INSTRUCTIONS TO FOLLOW: Using the entries below, write out the line with "async fn main()", the line with "pub const ANIO_RECIENTE: i32 = 2025;", and every line in between, exactly as each is written.

+++

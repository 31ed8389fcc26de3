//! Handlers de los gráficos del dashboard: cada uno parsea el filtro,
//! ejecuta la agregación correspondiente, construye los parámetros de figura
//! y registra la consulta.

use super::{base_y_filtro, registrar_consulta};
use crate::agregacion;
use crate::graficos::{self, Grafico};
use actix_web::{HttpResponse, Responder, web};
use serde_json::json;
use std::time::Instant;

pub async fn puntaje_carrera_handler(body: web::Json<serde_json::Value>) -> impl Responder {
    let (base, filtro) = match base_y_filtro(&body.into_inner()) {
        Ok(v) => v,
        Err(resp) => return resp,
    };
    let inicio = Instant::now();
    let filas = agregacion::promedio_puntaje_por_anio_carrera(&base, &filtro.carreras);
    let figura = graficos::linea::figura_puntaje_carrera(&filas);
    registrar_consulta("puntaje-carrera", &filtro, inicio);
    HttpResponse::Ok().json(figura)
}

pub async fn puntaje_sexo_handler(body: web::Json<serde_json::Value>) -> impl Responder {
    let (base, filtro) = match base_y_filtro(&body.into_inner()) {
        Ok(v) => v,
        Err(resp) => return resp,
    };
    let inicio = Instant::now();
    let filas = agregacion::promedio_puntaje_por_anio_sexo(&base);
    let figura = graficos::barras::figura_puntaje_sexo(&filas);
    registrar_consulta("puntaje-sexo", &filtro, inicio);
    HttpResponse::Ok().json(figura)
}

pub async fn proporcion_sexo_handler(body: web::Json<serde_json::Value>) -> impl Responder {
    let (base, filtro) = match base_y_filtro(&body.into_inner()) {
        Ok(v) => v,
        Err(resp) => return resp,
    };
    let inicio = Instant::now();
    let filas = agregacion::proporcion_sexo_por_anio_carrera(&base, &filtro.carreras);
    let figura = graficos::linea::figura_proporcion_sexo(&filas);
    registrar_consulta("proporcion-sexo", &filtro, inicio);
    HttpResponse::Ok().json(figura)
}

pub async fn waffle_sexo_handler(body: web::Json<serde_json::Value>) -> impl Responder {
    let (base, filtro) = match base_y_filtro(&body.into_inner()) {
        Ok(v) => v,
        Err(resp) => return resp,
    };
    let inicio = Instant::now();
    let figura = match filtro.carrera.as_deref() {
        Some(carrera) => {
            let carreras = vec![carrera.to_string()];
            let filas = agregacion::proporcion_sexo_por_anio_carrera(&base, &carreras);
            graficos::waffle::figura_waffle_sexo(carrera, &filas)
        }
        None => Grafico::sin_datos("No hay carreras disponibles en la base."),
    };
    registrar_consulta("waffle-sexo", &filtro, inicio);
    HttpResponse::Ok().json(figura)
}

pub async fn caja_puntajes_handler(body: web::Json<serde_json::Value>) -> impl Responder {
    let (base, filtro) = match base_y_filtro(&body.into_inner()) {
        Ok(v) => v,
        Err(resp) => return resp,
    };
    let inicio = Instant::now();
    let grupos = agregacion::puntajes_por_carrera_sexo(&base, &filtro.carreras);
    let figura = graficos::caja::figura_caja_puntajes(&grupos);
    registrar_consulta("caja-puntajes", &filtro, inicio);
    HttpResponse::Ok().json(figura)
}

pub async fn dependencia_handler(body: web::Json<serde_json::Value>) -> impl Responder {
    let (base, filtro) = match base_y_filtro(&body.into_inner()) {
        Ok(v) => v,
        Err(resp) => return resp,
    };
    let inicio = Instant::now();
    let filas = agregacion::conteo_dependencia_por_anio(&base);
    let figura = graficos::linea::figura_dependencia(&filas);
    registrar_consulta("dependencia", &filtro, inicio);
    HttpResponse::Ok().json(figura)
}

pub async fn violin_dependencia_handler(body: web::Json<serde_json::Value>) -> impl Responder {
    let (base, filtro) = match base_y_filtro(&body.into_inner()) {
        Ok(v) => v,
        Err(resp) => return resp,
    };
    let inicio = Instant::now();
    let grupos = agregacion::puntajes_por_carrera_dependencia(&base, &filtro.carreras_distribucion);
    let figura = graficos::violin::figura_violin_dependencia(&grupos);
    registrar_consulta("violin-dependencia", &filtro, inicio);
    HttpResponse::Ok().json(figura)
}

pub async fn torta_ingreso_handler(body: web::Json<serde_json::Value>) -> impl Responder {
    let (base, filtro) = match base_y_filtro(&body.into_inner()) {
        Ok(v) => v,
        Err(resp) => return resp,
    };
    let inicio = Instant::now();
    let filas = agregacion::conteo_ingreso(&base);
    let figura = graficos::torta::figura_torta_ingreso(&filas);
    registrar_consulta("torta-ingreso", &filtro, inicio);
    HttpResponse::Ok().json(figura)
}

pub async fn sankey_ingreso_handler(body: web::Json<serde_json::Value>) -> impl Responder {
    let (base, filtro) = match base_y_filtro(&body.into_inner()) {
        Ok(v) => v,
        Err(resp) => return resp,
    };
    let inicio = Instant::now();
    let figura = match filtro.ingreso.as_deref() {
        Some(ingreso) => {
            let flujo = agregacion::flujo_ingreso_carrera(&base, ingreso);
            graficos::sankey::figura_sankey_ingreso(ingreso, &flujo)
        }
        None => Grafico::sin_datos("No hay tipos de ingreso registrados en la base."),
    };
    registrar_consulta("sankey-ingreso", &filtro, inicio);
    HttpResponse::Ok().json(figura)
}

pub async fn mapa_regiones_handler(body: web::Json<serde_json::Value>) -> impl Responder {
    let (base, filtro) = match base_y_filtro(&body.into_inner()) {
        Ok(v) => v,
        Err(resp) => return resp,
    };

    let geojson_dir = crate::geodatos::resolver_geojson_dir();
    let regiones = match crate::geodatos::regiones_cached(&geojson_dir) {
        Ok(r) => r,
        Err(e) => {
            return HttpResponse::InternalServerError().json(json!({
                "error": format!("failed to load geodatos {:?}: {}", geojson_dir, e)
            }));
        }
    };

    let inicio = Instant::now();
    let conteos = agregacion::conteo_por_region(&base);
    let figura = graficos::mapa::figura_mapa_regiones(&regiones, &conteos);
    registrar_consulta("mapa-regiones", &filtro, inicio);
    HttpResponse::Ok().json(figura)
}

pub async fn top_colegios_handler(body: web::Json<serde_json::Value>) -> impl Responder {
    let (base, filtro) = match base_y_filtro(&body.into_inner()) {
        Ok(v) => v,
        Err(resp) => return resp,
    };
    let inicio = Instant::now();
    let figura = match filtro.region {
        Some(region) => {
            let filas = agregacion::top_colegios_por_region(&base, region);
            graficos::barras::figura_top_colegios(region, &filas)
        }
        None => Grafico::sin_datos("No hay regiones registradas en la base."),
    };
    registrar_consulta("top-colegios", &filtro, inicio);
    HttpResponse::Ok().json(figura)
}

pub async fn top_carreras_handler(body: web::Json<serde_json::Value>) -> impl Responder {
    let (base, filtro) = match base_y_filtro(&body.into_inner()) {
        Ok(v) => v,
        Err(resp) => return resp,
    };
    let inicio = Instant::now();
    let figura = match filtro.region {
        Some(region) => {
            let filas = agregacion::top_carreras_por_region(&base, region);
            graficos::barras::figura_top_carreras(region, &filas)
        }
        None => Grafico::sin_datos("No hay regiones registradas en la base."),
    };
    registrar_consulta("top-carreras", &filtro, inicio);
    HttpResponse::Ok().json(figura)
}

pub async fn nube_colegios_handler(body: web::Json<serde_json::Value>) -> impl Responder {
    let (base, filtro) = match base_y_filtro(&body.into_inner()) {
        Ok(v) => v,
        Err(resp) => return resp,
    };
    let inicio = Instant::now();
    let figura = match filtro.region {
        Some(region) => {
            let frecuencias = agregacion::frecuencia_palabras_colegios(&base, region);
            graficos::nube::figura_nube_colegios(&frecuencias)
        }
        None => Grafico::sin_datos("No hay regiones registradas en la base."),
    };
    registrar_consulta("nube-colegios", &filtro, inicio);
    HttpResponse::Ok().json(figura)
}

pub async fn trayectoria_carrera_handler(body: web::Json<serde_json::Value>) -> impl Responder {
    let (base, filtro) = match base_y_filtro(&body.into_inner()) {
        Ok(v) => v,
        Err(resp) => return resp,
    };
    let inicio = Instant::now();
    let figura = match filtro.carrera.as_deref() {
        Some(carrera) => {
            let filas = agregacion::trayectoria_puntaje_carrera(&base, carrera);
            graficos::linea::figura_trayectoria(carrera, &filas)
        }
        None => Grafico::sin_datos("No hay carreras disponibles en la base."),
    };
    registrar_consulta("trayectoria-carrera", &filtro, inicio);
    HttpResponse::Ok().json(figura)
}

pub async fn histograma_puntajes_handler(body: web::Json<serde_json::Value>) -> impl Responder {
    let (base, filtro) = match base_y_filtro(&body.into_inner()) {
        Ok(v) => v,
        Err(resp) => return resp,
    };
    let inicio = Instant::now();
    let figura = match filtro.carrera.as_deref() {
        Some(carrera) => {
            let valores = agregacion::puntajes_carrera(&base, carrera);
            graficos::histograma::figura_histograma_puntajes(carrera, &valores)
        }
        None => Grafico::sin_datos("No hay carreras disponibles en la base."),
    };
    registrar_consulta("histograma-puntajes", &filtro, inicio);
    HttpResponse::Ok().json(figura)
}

+++

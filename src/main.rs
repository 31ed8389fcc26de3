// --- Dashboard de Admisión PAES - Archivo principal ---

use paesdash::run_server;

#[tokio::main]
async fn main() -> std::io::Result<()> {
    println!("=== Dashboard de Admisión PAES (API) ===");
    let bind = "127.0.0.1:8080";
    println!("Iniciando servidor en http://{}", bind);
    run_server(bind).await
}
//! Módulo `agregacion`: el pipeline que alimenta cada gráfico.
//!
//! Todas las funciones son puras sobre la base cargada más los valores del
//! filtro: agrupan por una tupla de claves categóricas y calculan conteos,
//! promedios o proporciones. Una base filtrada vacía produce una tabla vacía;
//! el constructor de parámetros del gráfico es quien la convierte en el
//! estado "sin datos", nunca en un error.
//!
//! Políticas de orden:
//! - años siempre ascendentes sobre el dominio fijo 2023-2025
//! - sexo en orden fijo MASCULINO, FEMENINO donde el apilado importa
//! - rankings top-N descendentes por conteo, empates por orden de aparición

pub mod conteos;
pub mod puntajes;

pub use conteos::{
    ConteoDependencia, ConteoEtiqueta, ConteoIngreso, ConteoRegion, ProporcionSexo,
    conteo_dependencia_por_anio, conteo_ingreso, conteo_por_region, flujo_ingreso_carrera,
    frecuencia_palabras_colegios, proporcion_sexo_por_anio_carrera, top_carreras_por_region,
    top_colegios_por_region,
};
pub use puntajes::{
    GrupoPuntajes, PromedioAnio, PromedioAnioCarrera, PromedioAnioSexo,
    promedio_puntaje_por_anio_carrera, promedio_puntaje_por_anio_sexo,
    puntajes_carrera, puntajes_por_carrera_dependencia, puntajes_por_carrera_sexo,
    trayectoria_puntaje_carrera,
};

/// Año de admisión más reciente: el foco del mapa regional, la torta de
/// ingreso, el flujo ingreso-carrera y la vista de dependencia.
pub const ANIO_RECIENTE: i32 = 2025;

+++

EXERCISE ANSWER:
async fn main() -> std::io::Result<()> {
    println!("=== Dashboard de Admisión PAES (API) ===");
    let bind = "127.0.0.1:8080";
    println!("Iniciando servidor en http://{}", bind);
    run_server(bind).await
}
//! Módulo `agregacion`: el pipeline que alimenta cada gráfico.
//!
//! Todas las funciones son puras sobre la base cargada más los valores del
//! filtro: agrupan por una tupla de claves categóricas y calculan conteos,
//! promedios o proporciones. Una base filtrada vacía produce una tabla vacía;
//! el constructor de parámetros del gráfico es quien la convierte en el
//! estado "sin datos", nunca en un error.
//!
//! Políticas de orden:
//! - años siempre ascendentes sobre el dominio fijo 2023-2025
//! - sexo en orden fijo MASCULINO, FEMENINO donde el apilado importa
//! - rankings top-N descendentes por conteo, empates por orden de aparición

pub mod conteos;
pub mod puntajes;

pub use conteos::{
    ConteoDependencia, ConteoEtiqueta, ConteoIngreso, ConteoRegion, ProporcionSexo,
    conteo_dependencia_por_anio, conteo_ingreso, conteo_por_region, flujo_ingreso_carrera,
    frecuencia_palabras_colegios, proporcion_sexo_por_anio_carrera, top_carreras_por_region,
    top_colegios_por_region,
};
pub use puntajes::{
    GrupoPuntajes, PromedioAnio, PromedioAnioCarrera, PromedioAnioSexo,
    promedio_puntaje_por_anio_carrera, promedio_puntaje_por_anio_sexo,
    puntajes_carrera, puntajes_por_carrera_dependencia, puntajes_por_carrera_sexo,
    trayectoria_puntaje_carrera,
};

/// Año de admisión más reciente: el foco del mapa regional, la torta de
/// ingreso, el flujo ingreso-carrera y la vista de dependencia.
pub const ANIO_RECIENTE: i32 = 2025;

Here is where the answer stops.